*Work instructions:* In the material below, find the line containing "pub fn from_env()" and the line containing "pub fn chip_style(&self)", then reproduce exactly both of them and every line between, and nothing else.
------ Data shown ------
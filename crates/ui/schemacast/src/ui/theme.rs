use std::env;

use ratatui::style::{Color, Modifier, Style};

/// Overrides colour detection: `truecolor`, `256` or `16`.
pub const COLOR_MODE_ENV: &str = "SCHEMACAST_COLOR_MODE";

#[derive(Clone, Copy, Debug, PartialEq, Eq)]
pub enum ColorMode {
    TrueColor,
    Ansi256,
    Ansi16,
}

impl ColorMode {
    pub fn detect() -> Self {
        Self::detect_with(|var| env::var(var).ok())
    }

    /// Detection against an arbitrary variable lookup.
    pub fn detect_with(lookup: impl Fn(&str) -> Option<String>) -> Self {
        if let Some(mode) = lookup(COLOR_MODE_ENV).and_then(|v| Self::parse(&v)) {
            return mode;
        }
        if let Some(v) = lookup("COLORTERM") {
            let l = v.to_ascii_lowercase();
            if l.contains("truecolor") || l.contains("24bit") {
                return ColorMode::TrueColor;
            }
        }
        if let Some(v) = lookup("TERM") {
            if v.to_ascii_lowercase().contains("256color") {
                return ColorMode::Ansi256;
            }
        }
        ColorMode::Ansi16
    }

    pub fn parse(value: &str) -> Option<Self> {
        match value.trim().to_ascii_lowercase().as_str() {
            "24bit" | "truecolor" | "rgb" => Some(ColorMode::TrueColor),
            "256" | "ansi256" => Some(ColorMode::Ansi256),
            "16" | "ansi16" | "ansi" => Some(ColorMode::Ansi16),
            _ => None,
        }
    }

    pub fn label(&self) -> &'static str {
        match self {
            ColorMode::TrueColor => "24-bit",
            ColorMode::Ansi256 => "256",
            ColorMode::Ansi16 => "16",
        }
    }
}

#[derive(Clone, Copy, Debug, PartialEq, Eq, Hash)]
pub enum UiGroup {
    Border,
    BorderFocused,
    Dimmed,
    Text,
    Title,
    Selected,
    KeyHint,
    ModeChip,
    Success,
    Error,
    Warn,
    Info,
}

#[derive(Clone, Copy, Debug, PartialEq, Eq)]
pub struct Rgb(pub u8, pub u8, pub u8);

#[derive(Clone, Debug)]
pub struct Palette {
    pub fg: Rgb,
    pub dim: Rgb,
    pub border: Rgb,
    pub accent: Rgb,
    pub selection: Rgb,
    pub success: Rgb,
    pub error: Rgb,
    pub warn: Rgb,
    pub info: Rgb,
}

impl Default for Palette {
    fn default() -> Self {
        // Dark, low-contrast base with saturated accents
        Self {
            fg: Rgb(192, 202, 245),
            dim: Rgb(107, 112, 137),
            border: Rgb(59, 63, 81),
            accent: Rgb(125, 207, 255),
            selection: Rgb(41, 46, 66),
            success: Rgb(158, 206, 106),
            error: Rgb(247, 118, 142),
            warn: Rgb(224, 175, 104),
            info: Rgb(122, 162, 247),
        }
    }
}

#[derive(Clone, Debug)]
pub struct Theme {
    pub mode: ColorMode,
    pub palette: Palette,
}

impl Theme {
    pub fn new(mode: ColorMode) -> Self {
        Self {
            mode,
            palette: Palette::default(),
        }
    }

    pub fn from_env() -> Self {
        Self::new(ColorMode::detect())
    }

    pub fn mode_label(&self) -> &'static str {
        self.mode.label()
    }

    pub fn style(&self, group: UiGroup) -> Style {
        let p = &self.palette;
        match group {
            UiGroup::Border => Style::default().fg(self.color(p.border)),
            UiGroup::BorderFocused => Style::default().fg(self.color(p.accent)),
            UiGroup::Dimmed => Style::default().fg(self.color(p.dim)),
            UiGroup::Text => Style::default().fg(self.color(p.fg)),
            UiGroup::Title => Style::default()
                .fg(self.color(p.fg))
                .add_modifier(Modifier::BOLD),
            UiGroup::Selected => Style::default()
                .bg(self.color(p.selection))
                .fg(self.color(p.accent))
                .add_modifier(Modifier::BOLD),
            UiGroup::KeyHint => Style::default()
                .fg(self.color(p.accent))
                .add_modifier(Modifier::BOLD),
            UiGroup::ModeChip => Style::default()
                .bg(self.color(p.accent))
                .fg(Color::Black)
                .add_modifier(Modifier::BOLD),
            UiGroup::Success => Style::default()
                .fg(self.color(p.success))
                .add_modifier(Modifier::BOLD),
            UiGroup::Error => Style::default()
                .fg(self.color(p.error))
                .add_modifier(Modifier::BOLD),
            UiGroup::Warn => Style::default()
                .fg(self.color(p.warn))
                .add_modifier(Modifier::BOLD),
            UiGroup::Info => Style::default().fg(self.color(p.info)),
        }
    }

    /// Badge style for the profile chip on the status bar.
    pub fn chip_style(&self) -> Style {
        Style::default()
            .bg(self.color(self.palette.border))
            .fg(self.color(self.palette.fg))
    }

    pub fn color(&self, rgb: Rgb) -> Color {
        match self.mode {
            ColorMode::TrueColor => Color::Rgb(rgb.0, rgb.1, rgb.2),
            ColorMode::Ansi256 => Color::Indexed(rgb_to_ansi256(rgb.0, rgb.1, rgb.2)),
            ColorMode::Ansi16 => ansi16_from_rgb(rgb.0, rgb.1, rgb.2),
        }
    }
}

impl Default for Theme {
    fn default() -> Self {
        Self::new(ColorMode::Ansi16)
    }
}

fn rgb_to_ansi256(r: u8, g: u8, b: u8) -> u8 {
    // 6x6x6 cube (16..231) or grayscale ramp (232..255), whichever is closer
    let r_idx = (r as f32 / 255.0 * 5.0).round() as u8;
    let g_idx = (g as f32 / 255.0 * 5.0).round() as u8;
    let b_idx = (b as f32 / 255.0 * 5.0).round() as u8;
    let color_idx = 16 + 36 * r_idx + 6 * g_idx + b_idx;

    let avg = (r as u16 + g as u16 + b as u16) as f32 / 3.0;
    let gray_idx = (avg / 255.0 * 23.0).round() as u8;
    let gray_color = 232 + gray_idx;

    let cube_r = r_idx as f32 * 255.0 / 5.0;
    let cube_g = g_idx as f32 * 255.0 / 5.0;
    let cube_b = b_idx as f32 * 255.0 / 5.0;
    let dcube = (cube_r - r as f32).abs() + (cube_g - g as f32).abs() + (cube_b - b as f32).abs();
    let gval = gray_idx as f32 * 255.0 / 23.0;
    let dgray = (gval - r as f32).abs() + (gval - g as f32).abs() + (gval - b as f32).abs();
    if dgray + 15.0 < dcube {
        gray_color
    } else {
        color_idx
    }
}

const ANSI8: [(Color, Color, (i32, i32, i32)); 8] = [
    (Color::Black, Color::DarkGray, (0, 0, 0)),
    (Color::Red, Color::LightRed, (205, 0, 0)),
    (Color::Green, Color::LightGreen, (0, 205, 0)),
    (Color::Yellow, Color::LightYellow, (205, 205, 0)),
    (Color::Blue, Color::LightBlue, (0, 0, 238)),
    (Color::Magenta, Color::LightMagenta, (205, 0, 205)),
    (Color::Cyan, Color::LightCyan, (0, 205, 205)),
    (Color::Gray, Color::White, (229, 229, 229)),
];

fn ansi16_from_rgb(r: u8, g: u8, b: u8) -> Color {
    let bright = (r as u16 + g as u16 + b as u16) / 3 > 128;
    let (r, g, b) = (r as i32, g as i32, b as i32);
    ANSI8
        .iter()
        .min_by_key(|(_, _, (cr, cg, cb))| (cr - r).abs() + (cg - g).abs() + (cb - b).abs())
        .map(|(normal, light, _)| if bright { *light } else { *normal })
        .unwrap_or(Color::White)
}

#[cfg(test)]
mod tests {
    use super::*;

    fn lookup(pairs: &'static [(&'static str, &'static str)]) -> impl Fn(&str) -> Option<String> {
        move |var| {
            pairs
                .iter()
                .find(|(k, _)| *k == var)
                .map(|(_, v)| v.to_string())
        }
    }

    #[test]
    fn override_wins_over_terminal_hints() {
        let mode = ColorMode::detect_with(lookup(&[
            (COLOR_MODE_ENV, "256"),
            ("COLORTERM", "truecolor"),
        ]));
        assert_eq!(mode, ColorMode::Ansi256);
    }

    #[test]
    fn detection_falls_back_to_16_colours() {
        assert_eq!(
            ColorMode::detect_with(lookup(&[("COLORTERM", "24bit")])),
            ColorMode::TrueColor
        );
        assert_eq!(
            ColorMode::detect_with(lookup(&[("TERM", "xterm-256color")])),
            ColorMode::Ansi256
        );
        assert_eq!(
            ColorMode::detect_with(lookup(&[(COLOR_MODE_ENV, "bogus")])),
            ColorMode::Ansi16
        );
    }

    #[test]
    fn rgb_maps_into_each_mode() {
        assert_eq!(rgb_to_ansi256(255, 0, 0), 196);
        assert_eq!(rgb_to_ansi256(128, 128, 128), 244);
        assert_eq!(ansi16_from_rgb(250, 10, 10), Color::Red);
        assert_eq!(ansi16_from_rgb(10, 10, 10), Color::Black);
        assert_eq!(ansi16_from_rgb(240, 240, 240), Color::White);
    }
}
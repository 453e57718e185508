//! Hand a draft to the user's editor and read it back.
//!
//! The caller is responsible for leaving the alternate screen first.

use std::io::Write;
use std::path::{Path, PathBuf};
use std::process::Command;

use tracing::info;

#[derive(Debug, thiserror::Error)]
pub enum EditorError {
    #[error("no editor found; set $EDITOR")]
    NotFound,
    #[error("temporary file: {0}")]
    TempFile(#[source] std::io::Error),
    #[error("could not start `{program}`: {source}")]
    Spawn {
        program: String,
        #[source]
        source: std::io::Error,
    },
    #[error("`{program}` exited with {status}")]
    Failed { program: String, status: std::process::ExitStatus },
}

#[cfg(windows)]
const FALLBACKS: &[&str] = &["notepad"];
#[cfg(not(windows))]
const FALLBACKS: &[&str] = &["vim", "vi", "nano"];

/// `$EDITOR`, then `$VISUAL`, then the first fallback found on `PATH`.
///
/// The value may carry arguments (`code --wait`).
pub fn resolve_editor() -> Option<Vec<String>> {
    ["EDITOR", "VISUAL"]
        .iter()
        .filter_map(|var| std::env::var(var).ok())
        .map(|value| split_command(&value))
        .find(|parts| !parts.is_empty())
        .or_else(|| {
            FALLBACKS
                .iter()
                .find(|candidate| on_path(candidate))
                .map(|candidate| vec![candidate.to_string()])
        })
}

/// Edit `text` in an external editor and return the saved contents.
pub fn open(text: &str) -> Result<String, EditorError> {
    let command = resolve_editor().ok_or(EditorError::NotFound)?;
    let (program, args) = command.split_first().ok_or(EditorError::NotFound)?;

    let mut file = tempfile::Builder::new()
        .prefix("schemacast-")
        .suffix(".json")
        .tempfile()
        .map_err(EditorError::TempFile)?;
    file.write_all(text.as_bytes()).map_err(EditorError::TempFile)?;
    file.flush().map_err(EditorError::TempFile)?;

    info!(editor = %program, path = %file.path().display(), "opening external editor");
    let status = Command::new(program)
        .args(args)
        .arg(file.path())
        .status()
        .map_err(|source| EditorError::Spawn {
            program: program.clone(),
            source,
        })?;
    if !status.success() {
        return Err(EditorError::Failed {
            program: program.clone(),
            status,
        });
    }

    std::fs::read_to_string(file.path()).map_err(EditorError::TempFile)
}

fn split_command(value: &str) -> Vec<String> {
    value.split_whitespace().map(str::to_string).collect()
}

fn on_path(program: &str) -> bool {
    let Some(path) = std::env::var_os("PATH") else {
        return false;
    };
    std::env::split_paths(&path).any(|dir| is_executable(&dir.join(program)))
}

fn is_executable(candidate: &Path) -> bool {
    if candidate.is_file() {
        return true;
    }
    // Windows lookups go through PATHEXT; `.exe` covers the fallbacks we ship.
    cfg!(windows) && PathBuf::from(candidate).with_extension("exe").is_file()
}

#[cfg(test)]
mod tests {
    use super::*;

    #[test]
    fn editor_value_may_carry_arguments() {
        assert_eq!(split_command("code --wait"), vec!["code", "--wait"]);
        assert!(split_command("   ").is_empty());
    }
}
------
*Response area:*
    pub fn from_env() -> Self {
        Self::new(ColorMode::detect())
    }

    pub fn mode_label(&self) -> &'static str {
        self.mode.label()
    }

    pub fn style(&self, group: UiGroup) -> Style {
        let p = &self.palette;
        match group {
            UiGroup::Border => Style::default().fg(self.color(p.border)),
            UiGroup::BorderFocused => Style::default().fg(self.color(p.accent)),
            UiGroup::Dimmed => Style::default().fg(self.color(p.dim)),
            UiGroup::Text => Style::default().fg(self.color(p.fg)),
            UiGroup::Title => Style::default()
                .fg(self.color(p.fg))
                .add_modifier(Modifier::BOLD),
            UiGroup::Selected => Style::default()
                .bg(self.color(p.selection))
                .fg(self.color(p.accent))
                .add_modifier(Modifier::BOLD),
            UiGroup::KeyHint => Style::default()
                .fg(self.color(p.accent))
                .add_modifier(Modifier::BOLD),
            UiGroup::ModeChip => Style::default()
                .bg(self.color(p.accent))
                .fg(Color::Black)
                .add_modifier(Modifier::BOLD),
            UiGroup::Success => Style::default()
                .fg(self.color(p.success))
                .add_modifier(Modifier::BOLD),
            UiGroup::Error => Style::default()
                .fg(self.color(p.error))
                .add_modifier(Modifier::BOLD),
            UiGroup::Warn => Style::default()
                .fg(self.color(p.warn))
                .add_modifier(Modifier::BOLD),
            UiGroup::Info => Style::default().fg(self.color(p.info)),
        }
    }

    /// Badge style for the profile chip on the status bar.
    pub fn chip_style(&self) -> Style {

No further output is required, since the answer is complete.